A Sociedade de Cardiologia do Estado do Rio Grande do Sul emitiu um alerta técnico sobre os impactos da obesidade na saúde do coração e dos vasos sanguíneos. Classificada como uma doença crônica inflamatória, a condição atua como o principal vetor para o surgimento de disfunções cardiovasculares graves. Levantamentos compilados pela entidade médica revelam que 41,4% dos óbitos de pessoas diagnosticadas com obesidade decorrem diretamente de patologias cardíacas.
O aumento progressivo do Índice de Massa Corporal acelera a aterosclerose, processo caracterizado pelo acúmulo de gordura e cálcio que obstrui as artérias e limita o fluxo sanguíneo. Essa alteração eleva a incidência de infartos, acidentes vasculares cerebrais, tromboembolismos, insuficiência cardíaca e arritmias como a fibrilação atrial. Médicos especialistas explicam que a patologia gera uma inflamação sistêmica que desregula o metabolismo e impõe uma sobrecarga contínua ao músculo cardíaco.
Efeitos da redução de peso e alternativas terapêuticas
De acordo com o posicionamento da entidade, a diminuição do peso corporal gera benefícios protetores proporcionais e imediatos ao organismo. Reduções moderadas de massa na balança resultam na queda dos níveis de triglicerídeos, na estabilização da pressão arterial e no controle da glicemia.

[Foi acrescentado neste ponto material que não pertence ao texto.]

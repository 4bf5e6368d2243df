//! Standard dartboard dimensions and their projection onto a square canvas.

use nalgebra::Point2;
use serde::{Deserialize, Serialize};

/// Regulation ring radii in millimetres, measured from the bullseye centre.
pub mod mm {
    pub const DOUBLE_OUTER: f32 = 170.0;
    pub const DOUBLE_INNER: f32 = 160.0;
    pub const TRIPLE_OUTER: f32 = 107.0;
    pub const TRIPLE_INNER: f32 = 97.0;
    pub const BULL_OUTER: f32 = 16.0;
    pub const BULL_INNER: f32 = 7.0;
}

/// Side length of the board-space canvas used unless configured otherwise.
pub const DEFAULT_CANVAS_SIZE: u32 = 800;

/// Ring radii in board-space pixels.
///
/// The outer double edge touches the canvas border, every other ring keeps
/// its regulation ratio to it. Values are whole pixels.
#[derive(Clone, Copy, Debug, PartialEq, Serialize, Deserialize)]
pub struct RingRadii {
    pub double_outer: f32,
    pub double_inner: f32,
    pub triple_outer: f32,
    pub triple_inner: f32,
    pub bull_outer: f32,
    pub bull_inner: f32,
}

impl RingRadii {
    pub fn for_canvas(canvas_size: u32) -> Self {
        let half = canvas_size as f32 / 2.0;
        let scale = |ring_mm: f32| (ring_mm / mm::DOUBLE_OUTER * half).floor();
        Self {
            double_outer: scale(mm::DOUBLE_OUTER),
            double_inner: scale(mm::DOUBLE_INNER),
            triple_outer: scale(mm::TRIPLE_OUTER),
            triple_inner: scale(mm::TRIPLE_INNER),
            bull_outer: scale(mm::BULL_OUTER),
            bull_inner: scale(mm::BULL_INNER),
        }
    }

    /// Radii from outermost to innermost, handy for drawing.
    pub fn as_array(&self) -> [f32; 6] {
        [
            self.double_outer,
            self.double_inner,
            self.triple_outer,
            self.triple_inner,
            self.bull_outer,
            self.bull_inner,
        ]
    }
}

impl Default for RingRadii {
    fn default() -> Self {
        Self::for_canvas(DEFAULT_CANVAS_SIZE)
    }
}

/// Centre of a square canvas.
#[inline]
pub fn board_center(canvas_size: u32) -> Point2<f32> {
    let c = (canvas_size / 2) as f32;
    Point2::new(c, c)
}

#[cfg(test)]
mod tests {
    use super::*;

    #[test]
    fn default_canvas_radii_are_floored_pixels() {
        let r = RingRadii::for_canvas(800);
        assert_eq!(
            r.as_array(),
            [400.0, 376.0, 251.0, 228.0, 37.0, 16.0]
        );
    }

    #[test]
    fn radii_are_strictly_decreasing() {
        for size in [400, 640, 800, 1024] {
            let r = RingRadii::for_canvas(size).as_array();
            assert!(r.windows(2).all(|w| w[0] > w[1]), "size {size}: {r:?}");
        }
    }

    #[test]
    fn center_is_half_canvas() {
        assert_eq!(board_center(800), Point2::new(400.0, 400.0));
    }
}
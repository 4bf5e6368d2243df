//! Geometry and image primitives for camera-based dartboard scoring.
//!
//! Projective transforms, perspective warping, frame preprocessing, the
//! standard board dimensions and logging setup. The detection pipeline
//! itself lives in `dart-vision`.

mod board;
mod homography;
mod logger;
mod preprocess;

pub use board::{board_center, mm, RingRadii, DEFAULT_CANVAS_SIZE};
pub use homography::{homography_from_4pt, warp_perspective_gray, Homography};
pub use preprocess::{abs_diff, blur, sample_bilinear, sample_bilinear_u8};

#[cfg(feature = "tracing")]
pub use logger::init_tracing;

pub use logger::{init_from_env, init_with_level, LOG_ENV};
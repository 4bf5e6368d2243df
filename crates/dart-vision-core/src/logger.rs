//! Stderr logging for the detection service.
//!
//! Lines look like `[  1.204s  INFO dart-detection orchestrator::engine] ...`:
//! uptime, level, the emitting thread (the detection worker runs on its own
//! thread) and the module path without the crate prefix.

use std::io::Write;
use std::str::FromStr;
use std::sync::OnceLock;
use std::thread;
use std::time::Instant;

use log::{LevelFilter, Log, Metadata, Record};

#[cfg(feature = "tracing")]
use tracing_subscriber::fmt::format::FmtSpan;
#[cfg(feature = "tracing")]
use tracing_subscriber::util::SubscriberInitExt;
#[cfg(feature = "tracing")]
use tracing_subscriber::{fmt, EnvFilter};

/// Environment variable consulted by [`init_from_env`] callers by default.
pub const LOG_ENV: &str = "DART_VISION_LOG";

struct StderrLogger {
    level: LevelFilter,
    started: Instant,
}

fn short_target(target: &str) -> &str {
    ["dart_vision_core::", "dart_vision::"]
        .iter()
        .find_map(|prefix| target.strip_prefix(prefix))
        .unwrap_or(target)
}

impl Log for StderrLogger {
    fn enabled(&self, metadata: &Metadata) -> bool {
        metadata.level() <= self.level
    }

    fn log(&self, record: &Record) {
        if !self.enabled(record.metadata()) {
            return;
        }

        let current = thread::current();
        let mut out = std::io::stderr().lock();
        let _ = writeln!(
            out,
            "[{:8.3}s {:>5} {} {}] {}",
            self.started.elapsed().as_secs_f64(),
            record.level(),
            current.name().unwrap_or("-"),
            short_target(record.target()),
            record.args()
        );
    }

    fn flush(&self) {
        let _ = std::io::stderr().flush();
    }
}

static LOGGER: OnceLock<StderrLogger> = OnceLock::new();

/// Install the stderr logger. Only the first call has an effect.
pub fn init_with_level(level: LevelFilter) -> Result<(), log::SetLoggerError> {
    if LOGGER.get().is_some() {
        return Ok(());
    }
    let logger = LOGGER.get_or_init(|| StderrLogger {
        level,
        started: Instant::now(),
    });
    log::set_logger(logger)?;
    log::set_max_level(level);
    Ok(())
}

/// Install the stderr logger at the level named in `var` (`error`..`trace`,
/// `off`), or `default` when it is unset or unparsable.
pub fn init_from_env(var: &str, default: LevelFilter) -> Result<(), log::SetLoggerError> {
    init_with_level(level_from_env(var, default))
}

fn level_from_env(var: &str, default: LevelFilter) -> LevelFilter {
    std::env::var(var)
        .ok()
        .and_then(|v| LevelFilter::from_str(v.trim()).ok())
        .unwrap_or(default)
}

/// Install a `tracing` subscriber; `RUST_LOG` directives win over `info`.
/// Spans are reported when they close, so per-cycle and per-warp timings
/// show up in the output.
#[cfg(feature = "tracing")]
pub fn init_tracing(json: bool) {
    let filter = EnvFilter::try_from_default_env().unwrap_or_else(|_| EnvFilter::new("info"));
    let builder = fmt()
        .with_env_filter(filter)
        .with_thread_names(true)
        .with_span_events(FmtSpan::CLOSE);
    let _ = if json {
        builder.json().flatten_event(true).finish().try_init()
    } else {
        builder
            .with_timer(fmt::time::Uptime::default())
            .finish()
            .try_init()
    };
}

O manejo clínico precoce contribui para mitigar os riscos associados ao sedentarismo e ao ganho calórico crônico.
Para os quadros de obesidade severa combinada ao diabetes tipo 2, intervenções avançadas como terapias medicamentosas específicas e a cirurgia bariátrica apresentam eficácia na redução de novos eventos coronários graves e da mortalidade.
As diretrizes médicas recomendam o enfrentamento da doença por meio de acompanhamento multiprofissional, focado na reeducação alimentar, na prática regular de exercícios físicos e na monitorização constante dos fatores de risco.